MARITIMPOST.Com, Jakarta — PT Pertamina Drilling Services Indonesia (Pertamina Drilling) menekankan pentingnya pemanfaatan Artificial Intelligence (AI) dalam mendukung penerapan keselamatan kerja dan process safety management (PSM) di industri migas, khususnya sektor pengeboran.
Komitmen tersebut disampaikan Direktur Utama Pertamina Drilling, Avep Disasmita, dalam Seminar “Peran Artificial Intelligence Mendukung Penerapan Sistem Manajemen K3 (SMK3) & Process Safety Management (PSM) di Industri” yang berlangsung di Hotel Bidakara, Jakarta, Rabu (21/5).
Dalam paparannya, Avep menyebut perkembangan teknologi AI membuka peluang besar bagi industri pengeboran untuk meningkatkan aspek keselamatan kerja, efisiensi operasional, hingga pengambilan keputusan berbasis data secara real-time.

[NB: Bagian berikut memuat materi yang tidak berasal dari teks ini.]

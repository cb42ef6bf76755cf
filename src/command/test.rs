use proptest::prelude::*;

use super::*;
use crate::error::Rejection;
use crate::receiver::{Receiver, TextBuffer};

fn buffer(text: &str) -> TextBuffer {
    TextBuffer::with_text(text)
}

// === TextEdit tests ===

#[test]
fn test_type_apply() {
    let mut buf = buffer("Hello, ");
    let mut cmd = TextEdit::type_text("World!");

    cmd.apply(&mut buf).unwrap();
    assert_eq!(buf.text(), "Hello, World!");
}

#[test]
fn test_type_roundtrip() {
    let mut buf = buffer("Hello, ");
    let mut cmd = TextEdit::type_text("World!");

    cmd.apply(&mut buf).unwrap();
    cmd.reverse(&mut buf).unwrap();
    assert_eq!(buf.text(), "Hello, ");
}

#[test]
fn test_delete_last_rejected_leaves_buffer() {
    let mut buf = buffer("Hello, ");
    let mut cmd = TextEdit::delete_last("World!");

    let err = cmd.apply(&mut buf).unwrap_err();
    assert!(err.reason.contains("World!"));
    assert_eq!(buf.text(), "Hello, ");
}

#[test]
fn test_delete_last_roundtrip() {
    let mut buf = buffer("Hello, World!");
    let mut cmd = TextEdit::delete_last("World!");

    cmd.apply(&mut buf).unwrap();
    assert_eq!(buf.text(), "Hello, ");
    cmd.reverse(&mut buf).unwrap();
    assert_eq!(buf.text(), "Hello, World!");
}

#[test]
fn test_insert_remove_inverse() {
    let insert = TextEdit::insert(3, "abc");
    assert_eq!(insert.inverse(), TextEdit::remove(3, "abc"));
    assert_eq!(insert.inverse().inverse(), insert);
}

#[test]
fn test_positional_roundtrip() {
    let mut buf = buffer("one three");
    let mut cmd = TextEdit::insert(4, "two ");

    cmd.apply(&mut buf).unwrap();
    assert_eq!(buf.text(), "one two three");
    cmd.reverse(&mut buf).unwrap();
    assert_eq!(buf.text(), "one three");
}

#[test]
fn test_reverse_without_apply_is_rejected() {
    // reversing a Type whose text isn't at the end must not mangle the buffer
    let mut buf = buffer("abc");
    let mut cmd = TextEdit::type_text("xyz");

    assert!(cmd.reverse(&mut buf).is_err());
    assert_eq!(buf.text(), "abc");
}

#[test]
fn test_labels() {
    assert_eq!(TextEdit::type_text("hi").label(), "type \"hi\"");
    assert_eq!(TextEdit::remove(2, "x").label(), "remove \"x\" at 2");
}

// === Snapshot-based commands ===

#[test]
fn test_snapshotted_restores_prior_state() {
    let mut buf = buffer("mixed Case");
    let mut cmd: Snapshotted<TextBuffer, _> = Snapshotted::new("uppercase", |b: &mut TextBuffer| {
        let upper = b.text().to_uppercase();
        b.restore(TextBuffer::with_text(upper).snapshot());
        Ok(())
    });

    cmd.apply(&mut buf).unwrap();
    assert_eq!(buf.text(), "MIXED CASE");
    cmd.reverse(&mut buf).unwrap();
    assert_eq!(buf.text(), "mixed Case");
}

#[test]
fn test_snapshotted_rejection_undoes_partial_edit() {
    let mut buf = buffer("abc");
    let mut cmd: Snapshotted<TextBuffer, _> = Snapshotted::new("half done", |b: &mut TextBuffer| {
        b.type_text("def");
        Err(Rejection::new("gave up halfway"))
    });

    assert!(cmd.apply(&mut buf).is_err());
    assert_eq!(buf.text(), "abc");
}

#[test]
fn test_snapshotted_reverse_before_apply() {
    let mut buf = buffer("abc");
    let mut cmd: Snapshotted<TextBuffer, _> = Snapshotted::new("noop", |_: &mut TextBuffer| Ok(()));
    assert!(cmd.reverse(&mut buf).is_err());
    assert_eq!(buf.text(), "abc");
}

#[test]
fn test_snapshotted_recaptures_on_reapply() {
    let mut buf = buffer("a");
    let mut cmd: Snapshotted<TextBuffer, _> = Snapshotted::new("append b", |b: &mut TextBuffer| {
        b.type_text("b");
        Ok(())
    });

    cmd.apply(&mut buf).unwrap();
    cmd.reverse(&mut buf).unwrap();
    buf.type_text("z");
    cmd.apply(&mut buf).unwrap();
    assert_eq!(buf.text(), "azb");
    cmd.reverse(&mut buf).unwrap();
    assert_eq!(buf.text(), "az");
}

#[test]
fn test_restore_command_roundtrip() {
    let checkpoint = buffer("checkpoint").snapshot();
    let mut buf = buffer("current work");
    let mut cmd: Restore<TextBuffer> = Restore::new("revert", checkpoint);

    cmd.apply(&mut buf).unwrap();
    assert_eq!(buf.text(), "checkpoint");
    cmd.reverse(&mut buf).unwrap();
    assert_eq!(buf.text(), "current work");
    assert_eq!(cmd.target().text(), "checkpoint");
}

// === FnCommand ===

#[test]
fn test_fn_command_pair() {
    let mut buf = buffer("x");
    let mut cmd: FnCommand<TextBuffer, _, _> = FnCommand::new(
        "wrap",
        |b: &mut TextBuffer| {
            b.insert(0, "[")?;
            b.type_text("]");
            Ok(())
        },
        |b: &mut TextBuffer| {
            b.delete_last("]")?;
            b.remove(0, "[")
        },
    );

    cmd.apply(&mut buf).unwrap();
    assert_eq!(buf.text(), "[x]");
    cmd.reverse(&mut buf).unwrap();
    assert_eq!(buf.text(), "x");
    assert_eq!(cmd.label(), "wrap");
}

// === Batch ===

#[test]
fn test_batch_applies_in_order_and_reverses_backward() {
    let mut buf = TextBuffer::new();
    let mut batch = Batch::<TextBuffer>::new("greeting")
        .with(TextEdit::type_text("Hello"))
        .with(TextEdit::type_text(", World"))
        .with(TextEdit::insert(0, ">> "));
    assert_eq!(batch.len(), 3);

    batch.apply(&mut buf).unwrap();
    assert_eq!(buf.text(), ">> Hello, World");
    batch.reverse(&mut buf).unwrap();
    assert_eq!(buf.text(), "");
}

#[test]
fn test_batch_apply_is_all_or_nothing() {
    let mut buf = buffer("start");
    let mut batch = Batch::<TextBuffer>::new("broken")
        .with(TextEdit::type_text(" one"))
        .with(TextEdit::type_text(" two"))
        .with(TextEdit::delete_last("missing"));

    assert!(batch.apply(&mut buf).is_err());
    assert_eq!(buf.text(), "start");
}

#[test]
fn test_batch_reverse_failure_reapplies_undone_members() {
    let mut buf = TextBuffer::new();
    let mut batch = Batch::<TextBuffer>::new("mixed")
        .with(TextEdit::type_text("a"))
        .with(FnCommand::<TextBuffer, _, _>::new(
            "stubborn",
            |_: &mut TextBuffer| Ok(()),
            |_: &mut TextBuffer| Err(Rejection::new("cannot go back")),
        ))
        .with(TextEdit::type_text("b"));

    batch.apply(&mut buf).unwrap();
    assert_eq!(buf.text(), "ab");

    let err = batch.reverse(&mut buf).unwrap_err();
    assert_eq!(err.reason, "cannot go back");
    assert_eq!(buf.text(), "ab");
}

#[test]
fn test_batch_failed_rollback_restores_snapshot() {
    let mut buf = TextBuffer::new();
    let mut batch = Batch::<TextBuffer>::new("cannot unwind")
        .with(TextEdit::type_text("a"))
        .with(FnCommand::<TextBuffer, _, _>::new(
            "one way",
            |b: &mut TextBuffer| {
                b.type_text("b");
                Ok(())
            },
            |_: &mut TextBuffer| Err(Rejection::new("no way back")),
        ))
        .with(TextEdit::delete_last("zzz"));

    let err = batch.apply(&mut buf).unwrap_err();
    assert!(err.reason.contains("zzz"));
    assert_eq!(buf.text(), "");
}

#[test]
fn test_batch_failed_reapply_restores_snapshot() {
    let mut applied = false;
    let mut buf = TextBuffer::new();
    let mut batch = Batch::<TextBuffer>::new("fragile")
        .with(TextEdit::type_text("a"))
        .with(FnCommand::<TextBuffer, _, _>::new(
            "stubborn",
            |_: &mut TextBuffer| Ok(()),
            |_: &mut TextBuffer| Err(Rejection::new("cannot go back")),
        ))
        .with(FnCommand::<TextBuffer, _, _>::new(
            "only once",
            move |b: &mut TextBuffer| {
                if applied {
                    return Err(Rejection::new("already used"));
                }
                applied = true;
                b.type_text("c");
                Ok(())
            },
            |b: &mut TextBuffer| b.delete_last("c"),
        ));

    batch.apply(&mut buf).unwrap();
    assert_eq!(buf.text(), "ac");

    let err = batch.reverse(&mut buf).unwrap_err();
    assert_eq!(err.reason, "cannot go back");
    assert_eq!(buf.text(), "ac");
}

#[test]
fn test_empty_batch() {
    let mut buf = buffer("same");
    let mut batch = Batch::<TextBuffer>::new("nothing");
    assert!(batch.is_empty());
    batch.apply(&mut buf).unwrap();
    batch.reverse(&mut buf).unwrap();
    assert_eq!(buf.text(), "same");
}

// === Round-trip law ===

fn text_edit_strategy() -> impl Strategy<Value = (String, TextEdit)> {
    ("[a-zé ]{0,12}", "[a-zé ]{0,6}", 0usize..16).prop_flat_map(|(start, words, idx)| {
        let len = start.chars().count();
        let idx = idx.min(len);
        let existing: String = start.chars().skip(idx).take(3).collect();
        let suffix: String = {
            let n = start.chars().count().min(4);
            start.chars().skip(len - n).collect()
        };
        prop_oneof![
            Just((start.clone(), TextEdit::type_text(words.clone()))),
            Just((start.clone(), TextEdit::delete_last(suffix))),
            Just((start.clone(), TextEdit::insert(idx, words))),
            Just((start, TextEdit::remove(idx, existing))),
        ]
    })
}

proptest! {
    #[test]
    fn prop_apply_then_reverse_is_neutral((start, mut cmd) in text_edit_strategy()) {
        let mut buf = TextBuffer::with_text(start.clone());
        cmd.apply(&mut buf).unwrap();
        cmd.reverse(&mut buf).unwrap();
        prop_assert_eq!(buf.text(), start.as_str());
    }

    #[test]
    fn prop_snapshotted_round_trip(start in "[a-z]{0,12}", extra in "[a-z]{1,6}") {
        let mut buf = TextBuffer::with_text(start.clone());
        let mut cmd: Snapshotted<TextBuffer, _> = Snapshotted::new("replace", move |b: &mut TextBuffer| {
            b.restore(TextBuffer::with_text(extra.clone()).snapshot());
            Ok(())
        });
        cmd.apply(&mut buf).unwrap();
        cmd.reverse(&mut buf).unwrap();
        prop_assert_eq!(buf.text(), start.as_str());
    }
}
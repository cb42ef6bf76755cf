use std::io::{self, BufRead, Write};

use tracing::{info, warn};

use crate::command::TextEdit;
use crate::document::Document;
use crate::receiver::TextBuffer;

/// One line of an edit script
#[derive(Debug, Clone, PartialEq, Eq)]
pub enum Step {
    Edit(TextEdit),
    Undo,
    Redo,
    Clear,
    Print,
    Status,
    Unknown(String),
}

impl Step {
    /// Parse one script line. Blank lines and `#` comments give `None`.
    pub fn parse(input: &str) -> Option<Self> {
        let trimmed = input.trim();
        if trimmed.is_empty() || trimmed.starts_with('#') {
            return None;
        }

        if let Some(rest) = trimmed.strip_prefix("type ") {
            return Some(Step::Edit(TextEdit::type_text(unquote(rest))));
        }
        if let Some(rest) = trimmed.strip_prefix("delete ") {
            return Some(Step::Edit(TextEdit::delete_last(unquote(rest))));
        }
        if let Some(rest) = trimmed.strip_prefix("insert ") {
            return Some(match split_position(rest) {
                Some((idx, text)) => Step::Edit(TextEdit::insert(idx, text)),
                None => Step::Unknown(trimmed.to_string()),
            });
        }
        if let Some(rest) = trimmed.strip_prefix("remove ") {
            return Some(match split_position(rest) {
                Some((idx, text)) => Step::Edit(TextEdit::remove(idx, text)),
                None => Step::Unknown(trimmed.to_string()),
            });
        }

        match trimmed {
            "undo" | "u" => Some(Step::Undo),
            "redo" | "r" => Some(Step::Redo),
            "clear" => Some(Step::Clear),
            "print" | "p" => Some(Step::Print),
            "status" => Some(Step::Status),
            _ => Some(Step::Unknown(trimmed.to_string())),
        }
    }
}

/// Strip one pair of surrounding double quotes, keeping inner whitespace
fn unquote(arg: &str) -> String {
    let arg = arg.trim();
    arg.strip_prefix('"')
        .and_then(|s| s.strip_suffix('"'))
        .unwrap_or(arg)
        .to_string()
}

/// Split `<idx> <text>`
fn split_position(args: &str) -> Option<(usize, String)> {
    let (idx, text) = args.trim().split_once(' ')?;
    let idx = idx.parse::<usize>().ok()?;
    Some((idx, unquote(text)))
}

/// Run every line of `input` against `doc`, writing buffer dumps and problems to `out`.
///
/// Rejected edits and unknown lines are reported and skipped; only I/O errors stop the run.
pub fn run<I: BufRead, W: Write>(
    doc: &mut Document<TextBuffer>,
    input: I,
    out: &mut W,
) -> io::Result<()> {
    for (lineno, line) in input.lines().enumerate() {
        let line = line?;
        let Some(step) = Step::parse(&line) else {
            continue;
        };

        let result = match step {
            Step::Edit(edit) => doc.execute(edit),
            Step::Undo => doc.undo().map(|_| ()),
            Step::Redo => doc.redo().map(|_| ()),
            Step::Clear => {
                doc.clear();
                Ok(())
            }
            Step::Print => {
                writeln!(out, "{}", doc.receiver().text())?;
                Ok(())
            }
            Step::Status => {
                writeln!(
                    out,
                    "undo: {} redo: {}",
                    doc.history_depth(),
                    doc.future_depth()
                )?;
                Ok(())
            }
            Step::Unknown(text) => {
                warn!(line = lineno + 1, text = %text, "unknown script line");
                writeln!(out, "line {}: unknown command: {}", lineno + 1, text)?;
                Ok(())
            }
        };

        if let Err(err) = result {
            writeln!(out, "line {}: {}", lineno + 1, err)?;
        }
    }

    info!(
        undo = doc.history_depth(),
        redo = doc.future_depth(),
        "script finished"
    );
    Ok(())
}

#[cfg(test)]
mod tests {
    use super::*;

    #[test]
    fn test_parse_basic_steps() {
        assert_eq!(Step::parse("undo"), Some(Step::Undo));
        assert_eq!(Step::parse("u"), Some(Step::Undo));
        assert_eq!(Step::parse("redo"), Some(Step::Redo));
        assert_eq!(Step::parse("clear"), Some(Step::Clear));
        assert_eq!(Step::parse("print"), Some(Step::Print));
        assert_eq!(Step::parse("status"), Some(Step::Status));
    }

    #[test]
    fn test_parse_skips_blank_and_comments() {
        assert_eq!(Step::parse(""), None);
        assert_eq!(Step::parse("   "), None);
        assert_eq!(Step::parse("# a comment"), None);
    }

    #[test]
    fn test_parse_quoted_text_keeps_spaces() {
        assert_eq!(
            Step::parse("type \"Hello, \""),
            Some(Step::Edit(TextEdit::type_text("Hello, ")))
        );
        assert_eq!(
            Step::parse("delete World!"),
            Some(Step::Edit(TextEdit::delete_last("World!")))
        );
    }

    #[test]
    fn test_parse_positional() {
        assert_eq!(
            Step::parse("insert 3 \" x\""),
            Some(Step::Edit(TextEdit::insert(3, " x")))
        );
        assert_eq!(
            Step::parse("remove 0 abc"),
            Some(Step::Edit(TextEdit::remove(0, "abc")))
        );
        assert_eq!(
            Step::parse("insert x abc"),
            Some(Step::Unknown("insert x abc".to_string()))
        );
    }

    #[test]
    fn test_parse_unknown() {
        assert_eq!(Step::parse("foobar"), Some(Step::Unknown("foobar".to_string())));
    }

    #[test]
    fn test_run_script() {
        let script = "\
type \"Hello, \"
type World!
print
undo
print
redo
delete World!
print
undo
print
status
";
        let mut doc = Document::new(TextBuffer::new());
        let mut out = Vec::new();
        run(&mut doc, script.as_bytes(), &mut out).unwrap();

        let out = String::from_utf8(out).unwrap();
        assert_eq!(
            out,
            "Hello, World!\nHello, \nHello, \nHello, World!\nundo: 2 redo: 1\n"
        );
    }

    #[test]
    fn test_run_reports_rejections_and_continues() {
        let script = "type abc\ndelete xyz\nbogus\nprint\n";
        let mut doc = Document::new(TextBuffer::new());
        let mut out = Vec::new();
        run(&mut doc, script.as_bytes(), &mut out).unwrap();

        let out = String::from_utf8(out).unwrap();
        let lines: Vec<&str> = out.lines().collect();
        assert_eq!(lines.len(), 3);
        assert!(lines[0].starts_with("line 2: command 'delete \"xyz\"' was rejected"));
        assert_eq!(lines[1], "line 3: unknown command: bogus");
        assert_eq!(lines[2], "abc");
    }
}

“Penerapan AI di lingkungan rig Pertamina Drilling menjadi salah satu langkah transformasi perusahaan dalam meningkatkan standar keselamatan dan produktivitas operasi pengeboran. Teknologi ini membantu proses monitoring, predictive maintenance, hingga mitigasi risiko kerja secara lebih cepat dan akurat,” ujar Avep.
Menurutnya, implementasi AI di sektor pengeboran juga dapat mendukung pengawasan penggunaan alat pelindung diri (APD), analisis potensi bahaya, hingga deteksi dini terhadap kondisi tidak aman di area kerja.
Avep menilai transformasi digital berbasis AI bukan lagi sekadar kebutuhan industri modern, melainkan bagian penting dalam menciptakan operasi migas yang lebih andal, aman, dan berkelanjutan.
“Industri migas menghadapi tantangan yang semakin kompleks. Karena itu, pemanfaatan AI menjadi solusi strategis untuk memperkuat budaya safety sekaligus meningkatkan daya saing perusahaan,” katanya.
Pada kesempatan yang sama, VP HSSE Pertamina Drilling, Mas Rakhmatsyah, mengatakan penerapan AI dalam sistem HSSE mampu membantu perusahaan melakukan pengawasan dan analisis risiko secara lebih menyeluruh.
“AI dapat membantu proses identifikasi potensi bahaya lebih dini, mempercepat investigasi insiden, serta meningkatkan efektivitas implementasi SMK3 dan PSM di lapangan,” ujar Mas Rakhmatsyah.
Ia menambahkan, pemanfaatan teknologi berbasis AI turut mendukung terciptanya budaya keselamatan kerja yang lebih adaptif dan berbasis data.
Seminar tersebut juga menghadirkan sejumlah pemimpin industri energi nasional yang berbagi pengalaman terkait transformasi digital dan penerapan teknologi di sektor energi. Di antaranya Direktur Utama Pertagas Indra Pehulisa Sembiring dan Wakil Direktur Utama Pertamina Patra Niaga Taufik Adityawarman.
Kegiatan ini menjadi bagian dari upaya mendorong kolaborasi lintas sektor dalam menghadapi era industri berbasis teknologi sekaligus memperkuat implementasi keselamatan kerja di lingkungan industri nasional.